Nem feijão, nem mandioca: coração de frango é o mais brasileiro dos alimentos

Não é o feijão. Não é a mandioca. Não é o brigadeiro nem a coxinha com catupiry.

É o coração de frango.

Deu aqui na Folha: o brasileiro gosta tanto de coração que não sobra para exportar. Temos uma população galinácea de 6 bilhões de indivíduos, a segunda maior do mundo (atrás somente dos EUA).

São 30 frangos por ser humano – consequentemente, 30 corações para cada um de nós.

A tara por coraçõezinhos na brasa é uma exclusividade do povo brasileiro. Churrasco tem em todo lugar. Churrasco com coração de frango, só aqui. No Sul, a coisa foge do controle. Comem  coração no hambúrguer, coração na pizza. Chega-se a importar coração de frango para suprir a demanda.

Ok, você pode argumentar que os japoneses também o comem no yakitori. Verdade, mas é um negócio totalmente diferente. No yakitori, o coração tem o mesmo valor da pele, do tendão, da asa.

Nós só queremos coração. Nada de moela. Pescoço dá muito trabalho. Fígado, eca!

Não é todo mundo que encara o coraçãozinho. Eu só fui comer quando adulto, porque minha família tinha nojinho. Perdi o preconceito quando já havia perdido a noção, de tanta cerveja, em um churrasco com o povo da faculdade.

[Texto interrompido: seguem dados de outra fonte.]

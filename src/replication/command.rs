//! Command Schema
//!
//! The unit carried by the replicated log, and the apply outcome returned to
//! the submitting replica.
//!
//! Wire form: `{"operation": "...", "entity": {...}, "id": "..."}`. Which of
//! `entity` and `id` is present depends only on the operation.

use serde::{Deserialize, Serialize};
use tracing::error;

use crate::domain::model::Student;
use crate::error::{Error, ErrorKind, Result};

/// Replicated operation tag.
#[derive(Debug, Clone, Copy, PartialEq, Eq, Hash, Serialize, Deserialize)]
#[serde(rename_all = "camelCase")]
pub enum Operation {
    Add,
    Update,
    Delete,
    ReloadCacheData,
    PeriodicDelete,
}

impl Operation {
    pub fn as_str(&self) -> &'static str {
        match self {
            Operation::Add => "add",
            Operation::Update => "update",
            Operation::Delete => "delete",
            Operation::ReloadCacheData => "reloadCacheData",
            Operation::PeriodicDelete => "periodicDelete",
        }
    }
}

impl std::fmt::Display for Operation {
    fn fmt(&self, f: &mut std::fmt::Formatter<'_>) -> std::fmt::Result {
        f.write_str(self.as_str())
    }
}

/// An immutable replicated command.
///
/// Only the constructors build commands, so `entity` is set exactly for
/// `add`/`update` and `id` exactly for `delete`.
#[derive(Debug, Clone, PartialEq, Serialize, Deserialize)]
pub struct Command {
    operation: Operation,
    #[serde(default, skip_serializing_if = "Option::is_none")]
    entity: Option<Student>,
    #[serde(default, skip_serializing_if = "Option::is_none")]
    id: Option<String>,
}

impl Command {
    pub fn add(student: Student) -> Self {
        Self::with_entity(Operation::Add, student)
    }

    pub fn update(student: Student) -> Self {
        Self::with_entity(Operation::Update, student)
    }

    pub fn delete(id: impl Into<String>) -> Self {
        Self {
            operation: Operation::Delete,
            entity: None,
            id: Some(id.into()),
        }
    }

    pub fn reload_cache() -> Self {
        Self::bare(Operation::ReloadCacheData)
    }

    pub fn periodic_delete() -> Self {
        Self::bare(Operation::PeriodicDelete)
    }

    fn with_entity(operation: Operation, student: Student) -> Self {
        Self {
            operation,
            entity: Some(student),
            id: None,
        }
    }

    fn bare(operation: Operation) -> Self {
        Self {
            operation,
            entity: None,
            id: None,
        }
    }

    pub fn operation(&self) -> Operation {
        self.operation
    }

    pub fn entity(&self) -> Option<&Student> {
        self.entity.as_ref()
    }

    pub fn id(&self) -> Option<&str> {
        self.id.as_deref()
    }

    /// Consume the command, yielding its payloads.
    pub fn into_parts(self) -> (Operation, Option<Student>, Option<String>) {
        (self.operation, self.entity, self.id)
    }

    pub fn encode(&self) -> Result<Vec<u8>> {
        Ok(serde_json::to_vec(self)?)
    }

    /// Decode and check that the payloads match the operation.
    pub fn decode(bytes: &[u8]) -> Result<Self> {
        let command: Command = serde_json::from_slice(bytes)
            .map_err(|e| Error::Replication(format!("undecodable command: {}", e)))?;

        let well_formed = match command.operation {
            Operation::Add | Operation::Update => command.entity.is_some() && command.id.is_none(),
            Operation::Delete => command.entity.is_none() && command.id.is_some(),
            Operation::ReloadCacheData | Operation::PeriodicDelete => {
                command.entity.is_none() && command.id.is_none()
            }
        };
        if !well_formed {
            return Err(Error::Replication(format!(
                "malformed {} command",
                command.operation
            )));
        }
        Ok(command)
    }
}

/// Result of applying a command, as returned to the submitter.
#[derive(Debug, Clone, PartialEq, Serialize, Deserialize)]
#[serde(tag = "status", rename_all = "snake_case")]
pub enum ApplyOutcome {
    Applied,
    Rejected { kind: ErrorKind, message: String },
}

impl ApplyOutcome {
    pub fn from_result(result: &Result<()>) -> Self {
        match result {
            Ok(()) => ApplyOutcome::Applied,
            Err(e) => ApplyOutcome::Rejected {
                kind: e.kind(),
                message: e.to_string(),
            },
        }
    }

    pub fn encode(&self) -> Vec<u8> {
        match serde_json::to_vec(self) {
            Ok(bytes) => bytes,
            Err(e) => {
                error!(error = %e, "Failed to encode apply outcome");
                Vec::new()
            }
        }
    }

    pub fn decode(bytes: &[u8]) -> Result<Self> {
        serde_json::from_slice(bytes)
            .map_err(|e| Error::Replication(format!("undecodable apply response: {}", e)))
    }

    pub fn into_result(self) -> Result<()> {
        match self {
            ApplyOutcome::Applied => Ok(()),
            ApplyOutcome::Rejected { kind, message } => Err(Error::Rejected { kind, message }),
        }
    }
}
//! Volatile Tier (process-local)
//!
//! The fastest of the three tiers: an in-process table with optional per-key
//! expiration, sliding TTL on read, and an active-expiration sampler.
//!
//! ```text
//! ┌───────────────────────────────────────────────┐
//! │                VolatileStore                   │
//! │  RwLock ──► values:  key → value               │
//! │         └─► expires: key → deadline            │
//! │                                                │
//! │  get/update ─► expired? delete : renew         │
//! │  sweep      ─► sample ≤ N keys, drop expired   │
//! └───────────────────────────────────────────────┘
//! ```

mod store;

use std::time::Duration;

pub use store::{VolatileConfig, VolatileStats, VolatileStore};

/// Default deadline extension on read (1 hour)
pub const DEFAULT_RENEWAL_WINDOW: Duration = Duration::from_secs(60 * 60);

/// Default number of expiring keys inspected per sweep
pub const DEFAULT_SWEEP_SAMPLE_SIZE: usize = 10;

De fato, preparar o coração de frango não é tão simples assim. Seu sabor é intenso –sabor de frango elevado à enésima potência, com uma ligeira pegada genérica de miúdos.

Trata-se de um músculo, com textura e gosto de músculo. Mas é um músculo que trabalhou bombeando sangue ininterruptamente durante toda a breve vida do galináceo. Isso o torna firme, escuro e com um fundo metálico no paladar.

Precisa ser muito bem temperado. Vinho, ervas, alho, especiarias, pimenta, mande ver. Só se controle com o sal. Frango precisa de tempero forte –e o coração, mais ainda.

Além disso, é importante grelhar direito o coraçãozinho. Malpassado, tem aquela inhaca de carne de frango crua; torrado demais, fica duro e borrachento.

Mais um dado impressionante: a rede de churrascarias Fogo de Chão compra 3 a 4 toneladas de coração de frango todos os meses.

Os gringos enlouquecem – no mau sentido – com aqueles espetos cheios de coraçõezinhos. Dezenas de vidas empilhadas em poucos centímetros de aço inox. Um brasileiro normal é capaz de traçar os corações de uns 20 ou 30 frangos (tecnicamente, sua cota anual) em uma refeição no rodízio.

A princípio, pode parecer bárbaro ou cruel. Quando você racionaliza, percebe que é o mais sustentável a se fazer. Os frangos seriam abatidos de qualquer forma. Se não comêssemos seus corações, eles virariam ração para cachorro.

Porque o resto do mundo não quer saber dos deliciosos corações de frango.